Ece kızım, akça pakça prensesim, tatlı dillim, ceylan gözlüm, balım, kaymağım, sebebi hayatım, yere göğe sığdıramadığım, en kıymetlim, gözümün nuru fındığım 16 aylık oldu. Allahım uzuuun uzun ömür nasib etsin inşallah ona. En sağlıklısından, en şanslısından, en yaşanılasından. Tonla şey öğrendi yavru kuş. Unutmadan yazalım.
*Söylenilen kelimelerin yüzde yetmişini tekrar edebiliyor.
*Ailedeki herkesi tanıyor artık. Uzun zamandır hemde. Anne, baba, dede, hava(hala), tete(teyze), babaçi(babanne), ennenne(anneanne), cici (cicianne), amca... kimi sorarsan sor hemen gösteriyor.
*Taklit yeteneği fevkaladenin fevkinde. Herşeyin taklidini yapmaya çalışıyor.
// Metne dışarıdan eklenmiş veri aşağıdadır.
//! Shared protocol types for the gantt viewer.
//!
//! This crate defines the core types used across all gantt components:
//! the records being charted, the visible date range, the time-to-position
//! scale, and the messages exchanged between input handling and the UI.
//!
//! # Overview
//!
//! The crate is organized into the following modules:
//!
//! - [`record`]: The `Record` struct and lenient timestamp parsing
//! - [`range`]: The validated `DateRange`
//! - [`scale`]: `TimeScale`, mapping timestamps onto the timeline track
//! - [`message`]: TUI event messages
//! - [`dummy`]: A sample schedule
//! - [`error`]: Error types for protocol operations
//!
//! # Examples
//!
//! Placing a record on a 3000-unit track:
//!
//! ```
//! use gantt_protocol::{DateRange, Record, TimeScale, parse_timestamp};
//!
//! let ts = |s| parse_timestamp(s).unwrap();
//!
//! let range = DateRange::new(ts("2023-06-01T09:00"), ts("2023-06-27T13:00")).unwrap();
//! let scale = TimeScale::new(range, 3000.0).unwrap();
//!
//! let record = Record::new(1, "Design", ts("2023-06-08T09:00"), ts("2023-06-15T09:00"));
//! let bar = scale.bar_for(&record).unwrap();
//! assert!(bar.left > 800.0 && bar.width > 800.0);
//! ```

pub mod dummy;
pub mod error;
pub mod message;
pub mod range;
pub mod record;
pub mod scale;

// Re-export primary types at crate root for convenience
pub use error::{ProtocolError, Result};
pub use message::Message;
pub use range::DateRange;
pub use record::{DISPLAY_FORMAT, Record, Timestamp, parse_records, parse_timestamp};
pub use scale::{BarGeometry, HeaderResolution, Tick, TimeScale};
Akşam babası çeşitli tonlamalarla baba diyor aynısını yapıyor tatlı kuş. Baaaba, babbbbba, baba...gibi
*Kelime dağarcığı çok geniş. Kaga, oku, tanta, kek, keke, düt, dididodu, kaka, aman, hoba, bila, tu, mama, kak,otu, çiş aklıma gelenler. Meali de şöyle; karga, okul, çanta, kek, şeker, süt, iyiki doğdun, kaka, aman, hoppa, pilav, su, mama,kalk,otur,çiş. Daha ne anlama geldiğini keşfedemediğimiz birçok kelime var. Şeker de olduğu gibi rastgele öğreneceğiz ya da o doğrusunu öğrenecek. Bir şeker deyişi varki bitiyorum.
*Eline birden fazla nesne aldığında üç diyor. Üç derken de iki elinin işaret parmaklarını kaldırıyor. Geçenlerde bisküvi istedi bende bir tane alabilirsin dedim. Hemen işaret parmakları kalktı üç, üç diye pazarlık yapıyor benle haspam. İkide anlaştık neyseki:)
*Hala kovaları üst üste dizemiyor. Beni kızdırıyor.
*Hala puzzlelarla arası nane molla. İki parçalı pazılın diğer yarısını gösteriyor arada ama daha tam pekişmedi.
*Bozuk paraları seviyor. Her ne kadar uzak tutmaya çalışsamda cüzdanımı ele geçirince önce kredi kartlarını sağa sola fırlatıp, hemen bozuk paraları alıyor.
*Babasından korkuyor, beni hiiiç tınlamıyor.
*Ayakkabılarına aşık. Daima hepsi salonda orta sehpanın üzerinde. Babası çabuk onları yerine koy diye azarlıyor. Tıpış tıpış kucaklayıp taşıyor dolaba. İki dakika sonra yine geliyor ayakkabılar sehpaya.
*Pilavı, patatesi, abur cuburun her türünü, yumurtayı seviyor, ballı bitki çayına alışmaya çalışıyor, balıktan elektrik alamıyor, süte aşık:)
*Çok iştahsız bir çocuk. Yeni lezzetlere kapalı. İlk kaşığı tadana kadar akla karayı seçiyoruz.
*Gangnam Style desem yeter herhalde. En az 5-6 defa dinliyoruz her gece. Kalça ve bacaklar sabit gövdesini iki yana hızlıca savuruyor. Bir tatlıki yemede yanında yat.
*Herhali güzel her hali sevimli. Küçücük bir insan işte.
*Herşeyi anlıyorum ama konuşamıyorum der ya yabancı bir dili öğrenen insanlar. Kızım tam da o kıvamda. Herşeyi anlıyor. Dün dedesi geldi, kızımı gezdireyim dedi. Bende hava biraz soğuk çıkmasanız iyi olur dedim ve fırçayı yedim tabi. Ne söylediğini anlamasamda hissettim sen karışma anne ben özgür bir kızım dedi. Anladım ben anladım.
*Bizi seviyor. HEM DE NASIL GÜZEL SEVİYOR. Gözleri kısıyor. Elini sevmek istediği yere dokundurup aaayyy diyor. Benim en çok kollarımı seviyor:)
Uykudan yeni kalkmış süzülüyor fındığım. Kıyafetler kuzeninin. Kuzen şimdi 10 yaşında delikanlı.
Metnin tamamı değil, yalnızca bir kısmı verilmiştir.